Scope — Substantially more comprehensive with deeper, richer, coverage:
- Bridges nature and the built environment
- Emphasizes psychology/behavior and motives
- Cover topics in an integrated, interdependent way, rather than as separated and unconnected subjects
- Considers meta themes, macro trends, and micro details
- Links global and local forces
- Explores the topics through employing multiple disciplines
Every topic that is covered in the conventional treatment of the Introductory to Real Estate Principles book is covered in Property Knowledge. The coverage and approach, however, are quite different.
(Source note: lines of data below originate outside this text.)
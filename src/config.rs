//! Scene configuration: dimensions, counts, palette and the ornament catalog.
//!
//! Everything here is static for a session. Generation reads it once at mount
//! and the renderers never look at it again.

use glam::Vec3;

use crate::error::ConfigError;
use crate::ornaments::OrnamentKind;

/// Dimensions and population counts for the installation.
#[derive(Debug, Clone, Copy, PartialEq)]
pub struct TreeConfig {
    /// Cone height in world units.
    pub height: f32,
    /// Cone base radius.
    pub radius: f32,
    /// Radius of the dispersed chaos sphere.
    pub chaos_radius: f32,
    /// Number of foliage point particles.
    pub foliage_count: u32,
    /// Number of instanced ornaments.
    pub ornament_count: u32,
    /// Number of spiral ribbon strands.
    pub ribbon_count: u32,
    /// Points per ribbon strand.
    pub ribbon_points: u32,
}

impl Default for TreeConfig {
    fn default() -> Self {
        Self {
            height: 12.0,
            radius: 5.0,
            chaos_radius: 25.0,
            foliage_count: 120_000,
            ornament_count: 200,
            ribbon_count: 8,
            ribbon_points: 60,
        }
    }
}

impl TreeConfig {
    /// Reject configurations that would produce corrupt or empty buffers.
    ///
    /// Generation calls this before allocating anything, so a bad config
    /// fails fast instead of rendering garbage.
    pub fn validate(&self) -> Result<(), ConfigError> {
        if self.foliage_count == 0 {
            return Err(ConfigError::ZeroCount("foliage_count"));
        }
        if self.ornament_count == 0 {
            return Err(ConfigError::ZeroCount("ornament_count"));
        }
        if self.ribbon_count == 0 {
            return Err(ConfigError::ZeroCount("ribbon_count"));
        }
        if self.ribbon_points < 2 {
            return Err(ConfigError::RibbonTooShort(self.ribbon_points));
        }
        if self.height <= 0.0 {
            return Err(ConfigError::NonPositiveDimension("height", self.height));
        }
        if self.radius <= 0.0 {
            return Err(ConfigError::NonPositiveDimension("radius", self.radius));
        }
        if self.chaos_radius <= 0.0 {
            return Err(ConfigError::NonPositiveDimension("chaos_radius", self.chaos_radius));
        }
        Ok(())
    }

    /// Cone radius at a given height, tapering linearly to zero at the apex.
    #[inline]
    pub fn radius_at(&self, h: f32) -> f32 {
        self.radius * (1.0 - h / self.height)
    }
}

/// Tuning knobs for the foliage shader.
///
/// These were hand-tuned by eye in the original installation; they are plain
/// data here so they can be adjusted without touching WGSL.
#[derive(Debug, Clone, Copy, PartialEq)]
pub struct Tuning {
    /// Exponent of the twinkle pulse. High values give rare, sharp spikes.
    pub twinkle_exponent: f32,
    /// Red channel threshold above which a particle counts as gold.
    pub gold_threshold_r: f32,
    /// Green channel threshold above which a particle counts as gold.
    pub gold_threshold_g: f32,
    /// Global point size multiplier.
    pub point_scale: f32,
}

impl Default for Tuning {
    fn default() -> Self {
        Self {
            twinkle_exponent: 15.0,
            gold_threshold_r: 0.6,
            gold_threshold_g: 0.5,
            point_scale: 20.0,
        }
    }
}

/// Number of turns each spiral makes from base to apex.
pub const SPIRAL_TURNS: f32 = 2.5;

/// Named palette of the installation.
pub mod palette {
    use super::hex;
    use glam::Vec3;

    pub fn emerald_deep() -> Vec3 {
        hex(0x011a12)
    }
    pub fn emerald_bright() -> Vec3 {
        hex(0x004d40)
    }
    pub fn gold_high() -> Vec3 {
        hex(0xFFD700)
    }
    pub fn gold_soft() -> Vec3 {
        hex(0xD4AF37)
    }
    pub fn diamond_white() -> Vec3 {
        Vec3::ONE
    }
    /// Near-black green used as the clear color.
    pub fn luxury_black() -> Vec3 {
        hex(0x011612)
    }
}

/// Convert a 24-bit RGB value to a linear-ish [0,1] color vector.
pub fn hex(rgb: u32) -> Vec3 {
    Vec3::new(
        ((rgb >> 16) & 0xFF) as f32 / 255.0,
        ((rgb >> 8) & 0xFF) as f32 / 255.0,
        (rgb & 0xFF) as f32 / 255.0,
    )
}

/// One entry in the ornament catalog.
#[derive(Debug, Clone, Copy)]
pub struct OrnamentProp {
    pub kind: OrnamentKind,
    /// Inverse responsiveness. Heavier ornaments lag and float less.
    pub weight: f32,
    pub color: u32,
}

/// The fixed ornament catalog, cycled by index modulo during placement.
pub const ORNAMENT_CATALOG: &[OrnamentProp] = &[
    // Gold variations
    OrnamentProp { kind: OrnamentKind::Box, weight: 2.5, color: 0xFFD700 },
    OrnamentProp { kind: OrnamentKind::Box, weight: 2.2, color: 0xD4AF37 },
    OrnamentProp { kind: OrnamentKind::Box, weight: 2.8, color: 0xCFB53B },
    OrnamentProp { kind: OrnamentKind::Sphere, weight: 1.1, color: 0xFFD700 },
    OrnamentProp { kind: OrnamentKind::Sphere, weight: 1.3, color: 0xB45309 },
    // Emerald variations
    OrnamentProp { kind: OrnamentKind::Box, weight: 2.4, color: 0x064e3b },
    OrnamentProp { kind: OrnamentKind::Box, weight: 2.6, color: 0x065f46 },
    OrnamentProp { kind: OrnamentKind::Sphere, weight: 1.0, color: 0x004d40 },
    OrnamentProp { kind: OrnamentKind::Sphere, weight: 1.2, color: 0x013220 },
    OrnamentProp { kind: OrnamentKind::Sphere, weight: 0.9, color: 0x0f766e },
    // Deep red variations
    OrnamentProp { kind: OrnamentKind::Sphere, weight: 1.0, color: 0x8B0000 },
    OrnamentProp { kind: OrnamentKind::Sphere, weight: 1.1, color: 0x6b0000 },
    OrnamentProp { kind: OrnamentKind::Sphere, weight: 1.0, color: 0x4d0000 },
    // Lights
    OrnamentProp { kind: OrnamentKind::Light, weight: 0.5, color: 0xffffff },
    OrnamentProp { kind: OrnamentKind::Light, weight: 0.6, color: 0xfff9e6 },
];

#[cfg(test)]
mod tests {
    use super::*;

    #[test]
    fn test_default_config_valid() {
        assert!(TreeConfig::default().validate().is_ok());
    }

    #[test]
    fn test_zero_counts_rejected() {
        let mut c = TreeConfig::default();
        c.foliage_count = 0;
        assert_eq!(c.validate(), Err(ConfigError::ZeroCount("foliage_count")));

        let mut c = TreeConfig::default();
        c.ribbon_count = 0;
        assert_eq!(c.validate(), Err(ConfigError::ZeroCount("ribbon_count")));
    }

    #[test]
    fn test_negative_dimensions_rejected() {
        let mut c = TreeConfig::default();
        c.height = -3.0;
        assert!(matches!(
            c.validate(),
            Err(ConfigError::NonPositiveDimension("height", _))
        ));

        let mut c = TreeConfig::default();
        c.chaos_radius = 0.0;
        assert!(matches!(
            c.validate(),
            Err(ConfigError::NonPositiveDimension("chaos_radius", _))
        ));
    }

    #[test]
    fn test_single_point_ribbon_rejected() {
        let mut c = TreeConfig::default();
        c.ribbon_points = 1;
        assert_eq!(c.validate(), Err(ConfigError::RibbonTooShort(1)));
    }

    #[test]
    fn test_radius_taper() {
        let c = TreeConfig::default();
        assert!((c.radius_at(0.0) - c.radius).abs() < 1e-6);
        assert!(c.radius_at(c.height).abs() < 1e-6);
        assert!((c.radius_at(c.height * 0.5) - c.radius * 0.5).abs() < 1e-6);
    }

    #[test]
    fn test_hex_parsing() {
        let gold = hex(0xFFD700);
        assert!((gold.x - 1.0).abs() < 1e-6);
        assert!((gold.y - 215.0 / 255.0).abs() < 1e-6);
        assert!(gold.z.abs() < 1e-6);
        assert_eq!(hex(0x000000), Vec3::ZERO);
        assert_eq!(hex(0xFFFFFF), Vec3::ONE);
    }

    #[test]
    fn test_gold_palette_passes_gold_threshold() {
        let t = Tuning::default();
        let gold = palette::gold_high();
        assert!(gold.x > t.gold_threshold_r && gold.y > t.gold_threshold_g);
        let emerald = palette::emerald_bright();
        assert!(!(emerald.x > t.gold_threshold_r && emerald.y > t.gold_threshold_g));
    }
}
use std::borrow::Cow;

use thiserror::Error;

/// Stable wire-level error domain shared by every layer of the distributor.
///
/// # Why
/// Validation, rate limiting, ring lookups and replication all fail for
/// different reasons but must surface through one small, stable set of
/// kinds so the RPC boundary can map them to the wire codes in spec §7
/// without each call site re-deriving that mapping.
///
/// # What
/// - `Unauthenticated`: tenant id missing from the request context.
/// - `InvalidArgument`: malformed payload, failed validation, empty request.
/// - `ResourceExhausted`: the per-tenant token bucket denied the request.
/// - `DeadlineExceeded`: a per-ingester push timed out, or the caller's
///   context expired while waiting on the quorum tracker.
/// - `Unavailable`: the ring has no healthy instances, a pool dial failed,
///   or a series crossed its replica failure budget.
/// - `Internal`: anything that should never happen in a well-formed
///   deployment; kept distinct from `Unavailable` so dashboards can alert
///   on it separately.
///
/// # Trade-offs
/// `message` is an owned/borrowed `Cow` so call sites that only have a
/// `&'static str` avoid an allocation, while call sites that need to
/// interpolate (rate-limit numbers, peer errors) can still build a
/// `String`.
#[derive(Debug, Error, Clone)]
pub enum DistributorError {
    #[error("missing tenant identity")]
    Unauthenticated,

    #[error("invalid argument: {reason}")]
    InvalidArgument { reason: Cow<'static, str> },

    #[error("rate limit exceeded for tenant `{tenant}`: attempted {attempted} bytes against a limit of {limit} bytes/s")]
    ResourceExhausted {
        tenant: String,
        limit: f64,
        attempted: u64,
    },

    #[error("deadline exceeded: {detail}")]
    DeadlineExceeded { detail: Cow<'static, str> },

    #[error("unavailable: {detail}")]
    Unavailable { detail: Cow<'static, str> },

    #[error("internal error: {detail}")]
    Internal { detail: Cow<'static, str> },
}

impl DistributorError {
    /// Stable machine-readable code, namespaced the way the teacher's
    /// `switch.*` error codes are (`distributor.<kind>`), for metrics
    /// labels and structured logs.
    pub fn code(&self) -> &'static str {
        match self {
            DistributorError::Unauthenticated => "distributor.unauthenticated",
            DistributorError::InvalidArgument { .. } => "distributor.invalid_argument",
            DistributorError::ResourceExhausted { .. } => "distributor.resource_exhausted",
            DistributorError::DeadlineExceeded { .. } => "distributor.deadline_exceeded",
            DistributorError::Unavailable { .. } => "distributor.unavailable",
            DistributorError::Internal { .. } => "distributor.internal",
        }
    }

    pub fn invalid_argument(reason: impl Into<Cow<'static, str>>) -> Self {
        DistributorError::InvalidArgument {
            reason: reason.into(),
        }
    }

    pub fn unavailable(detail: impl Into<Cow<'static, str>>) -> Self {
        DistributorError::Unavailable {
            detail: detail.into(),
        }
    }

    pub fn deadline_exceeded(detail: impl Into<Cow<'static, str>>) -> Self {
        DistributorError::DeadlineExceeded {
            detail: detail.into(),
        }
    }

    pub fn internal(detail: impl Into<Cow<'static, str>>) -> Self {
        DistributorError::Internal {
            detail: detail.into(),
        }
    }
}

pub type Result<T, E = DistributorError> = std::result::Result<T, E>;
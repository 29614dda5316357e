//! Binary entry point: loads configuration, wires the ring, rate limiter,
//! connection pool and metrics registry together, and runs the
//! maintenance loops until shutdown (spec §4.3 membership lifecycle,
//! §6 HTTP/RPC framing explicitly out of scope — this binary only stands
//! the pipeline up, it does not terminate HTTP/gRPC itself).

use std::env;
use std::sync::Arc;

use distributor_ring::{DefaultIngesterRingClient, MembershipHealthyInstanceCounter, RingMembership};
use distributor_service::{ConfigLimitsProvider, Distributor, DistributorConfig, PrometheusMetricsSink, TcpConnectionPool, TokenBucketRateLimiter};
use prometheus::Registry;
use tracing_subscriber::EnvFilter;

#[tokio::main]
async fn main() -> anyhow::Result<()> {
    tracing_subscriber::fmt().with_env_filter(EnvFilter::from_default_env()).init();

    let config_path = env::args().nth(1).unwrap_or_else(|| "distributor.toml".to_string());
    let config = DistributorConfig::load(&config_path).unwrap_or_else(|err| {
        tracing::warn!(%err, %config_path, "failed to load config file, falling back to defaults");
        DistributorConfig::default()
    });

    let registry = Registry::new();
    let metrics = Arc::new(PrometheusMetricsSink::new(&registry)?);

    let mut membership = RingMembership::new(config.ring.heartbeat_timeout(), config.ring.auto_forget_unhealthy_periods);
    membership.register_self(
        config.ring.instance_id.clone(),
        config.ring.instance_addr.clone(),
        config.ring.zone.clone(),
        config.ring.num_tokens,
    );
    let membership = Arc::new(membership);

    distributor_ring::spawn_maintenance_loop(
        membership.clone(),
        config.ring.instance_id.clone(),
        config.ring.heartbeat_period(),
        metrics.clone(),
    );

    let healthy_counter = Arc::new(MembershipHealthyInstanceCounter::new(membership.clone()));
    let ring_client = Arc::new(DefaultIngesterRingClient::new(membership.clone(), config.replication_factor));
    let limits = Arc::new(ConfigLimitsProvider::new(config.limits.clone()));
    let rate_limiter = Arc::new(TokenBucketRateLimiter::new(limits.clone(), healthy_counter.clone()));
    let pool = Arc::new(TcpConnectionPool::new(config.push.timeout(), config.ring.heartbeat_timeout()));

    {
        use distributor_core::observability::MetricsSink;
        metrics.set_replication_factor(config.replication_factor);
    }

    // Held by whatever embeds this binary as a library in a real
    // deployment; this standalone binary only demonstrates the wiring
    // (spec §1: HTTP/RPC server framing is an external collaborator).
    let _distributor = Arc::new(Distributor::new(limits, rate_limiter, ring_client, pool, metrics, config.push.timeout()));

    tracing::info!(instance_id = %config.ring.instance_id, addr = %config.ring.instance_addr, "distributor started");

    // This binary intentionally never terminates HTTP/gRPC framing (spec
    // §1: out of scope); an embedding process wires `Distributor::push`
    // to whatever transport it serves. Here we simply idle until asked to
    // leave the ring, the behavior a bare library-mode deployment needs.
    shutdown_signal().await;
    tracing::info!("shutdown requested, leaving ring");
    membership.leave_self();
    Ok(())
}

async fn shutdown_signal() {
    let ctrl_c = async {
        tokio::signal::ctrl_c().await.expect("failed to install ctrl-c handler");
    };
    #[cfg(unix)]
    let terminate = async {
        tokio::signal::unix::signal(tokio::signal::unix::SignalKind::terminate())
            .expect("failed to install SIGTERM handler")
            .recv()
            .await;
    };
    #[cfg(not(unix))]
    let terminate = std::future::pending::<()>();

    tokio::select! {
        _ = ctrl_c => {}
        _ = terminate => {}
    }
}
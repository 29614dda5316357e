//! `distributor-core`: shared contracts, domain types and error taxonomy
//! for the profile ingestion distributor.
//!
//! # Where
//! Plays the role the teacher's `spark-core` plays for the media stack:
//! every concrete crate (`distributor-pprof`, `distributor-ring`,
//! `distributor-service`) depends on this one, never the reverse.

pub mod error;
pub mod label;
pub mod limiter;
pub mod limits;
pub mod model;
pub mod observability;
pub mod pool;
pub mod ring;
pub mod token;
pub mod tracker;

pub use error::{DistributorError, Result};
pub use label::{sort_and_dedup, LabelPair};
pub use limiter::RateLimiter;
pub use limits::{DiscardReason, LimitsProvider, StaticLimits, TenantLimits};
pub use model::{ProfileSample, ProfileSeries, PushRequest, PushResponse, RawProfileType};
pub use observability::{MetricsSink, NoopMetricsSink};
pub use pool::{ConnectionPool, IngesterClient};
pub use ring::{HealthyInstanceCounter, IngesterRingClient, InstanceDesc, InstanceState, RingOp, ReplicationSet, SubRing};
pub use tracker::{ProfileTracker, PushOutcome, PushTracker};
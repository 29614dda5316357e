//! Cross-component contract: a gzip-encoded profile carrying samples from
//! two distinct sessions survives decode -> split -> re-encode -> decode
//! with every sample accounted for and grouped by its sample-level labels,
//! the way `distributor-service::pipeline::split_and_reserialize` drives
//! this crate end to end.

use distributor_core::LabelPair;
use distributor_pprof::{decode_gzip_profile, encode_gzip_profile, extract_sample_series, ExtractOutcome, Label, Profile, Sample};

fn profile_with_two_sessions() -> Profile {
    let mut profile = Profile::empty();
    let session_key = profile.intern("session_id");
    let session_a = profile.intern("session-a");
    let session_b = profile.intern("session-b");

    profile.sample.push(Sample {
        location_id: vec![1, 2],
        value: vec![10],
        label: vec![Label { key: session_key, str: session_a, num: 0, num_unit: 0 }],
    });
    profile.sample.push(Sample {
        location_id: vec![3],
        value: vec![20],
        label: vec![Label { key: session_key, str: session_b, num: 0, num_unit: 0 }],
    });
    profile.sample.push(Sample {
        location_id: vec![1, 2, 4],
        value: vec![30],
        label: vec![Label { key: session_key, str: session_a, num: 0, num_unit: 0 }],
    });
    profile
}

#[test]
fn splitting_a_multi_session_profile_preserves_every_sample_across_the_wire_round_trip() {
    let original = profile_with_two_sessions();
    let wire_bytes = encode_gzip_profile(&original).expect("encoding a well-formed profile never fails");

    let decoded = decode_gzip_profile(&wire_bytes).expect("the just-encoded bytes must decode cleanly");
    assert_eq!(decoded, original);

    let series_labels = vec![LabelPair::new("service_name", "svc")];
    let groups = match extract_sample_series(&series_labels, decoded) {
        ExtractOutcome::Split(groups) => groups,
        ExtractOutcome::Unchanged(_) => panic!("two distinct session ids must split into separate groups"),
    };

    assert_eq!(groups.len(), 2);
    let total_samples: usize = groups.iter().map(|(_, profile)| profile.sample.len()).sum();
    assert_eq!(total_samples, 3, "no sample may be dropped or duplicated while splitting");

    for (labels, profile) in &groups {
        assert!(labels.contains(&LabelPair::new("service_name", "svc")));
        assert!(labels.iter().any(|l| l.name == "session_id"));

        // Every split group must itself survive a further wire round trip.
        let raw = encode_gzip_profile(profile).expect("re-encoding a split profile never fails");
        let redecoded = decode_gzip_profile(&raw).expect("re-decoding the split profile never fails");
        assert_eq!(&redecoded, profile);
    }
}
Presentation — The existing real estate principles texts are largely stuck in a dated 1970s design sensibility. Our aspiration is to provide a vibrant presentation with a contemporary, progressive design. The book will be 9.5 x 13 inches, 600-plus pages, full color with a plethora of visual images and high production values, in contrast to existing books that employ very basic design, limited use of visual graphic images, and are essentially black and white with an occasional use of a third color. My close friend, the late James Graaskamp, once remarked that real estate, for all of its extraordinary glamour and dimensionality, is presented in textbooks in a flat, black and white, uninspired way. My vision is that the subject should be presented in a visually engaging, highly appealing, very high-quality form, reflective of the actual property markets. Using the highest production values, Property Knowledge will be more reminiscent of a beautiful art book than a textbook.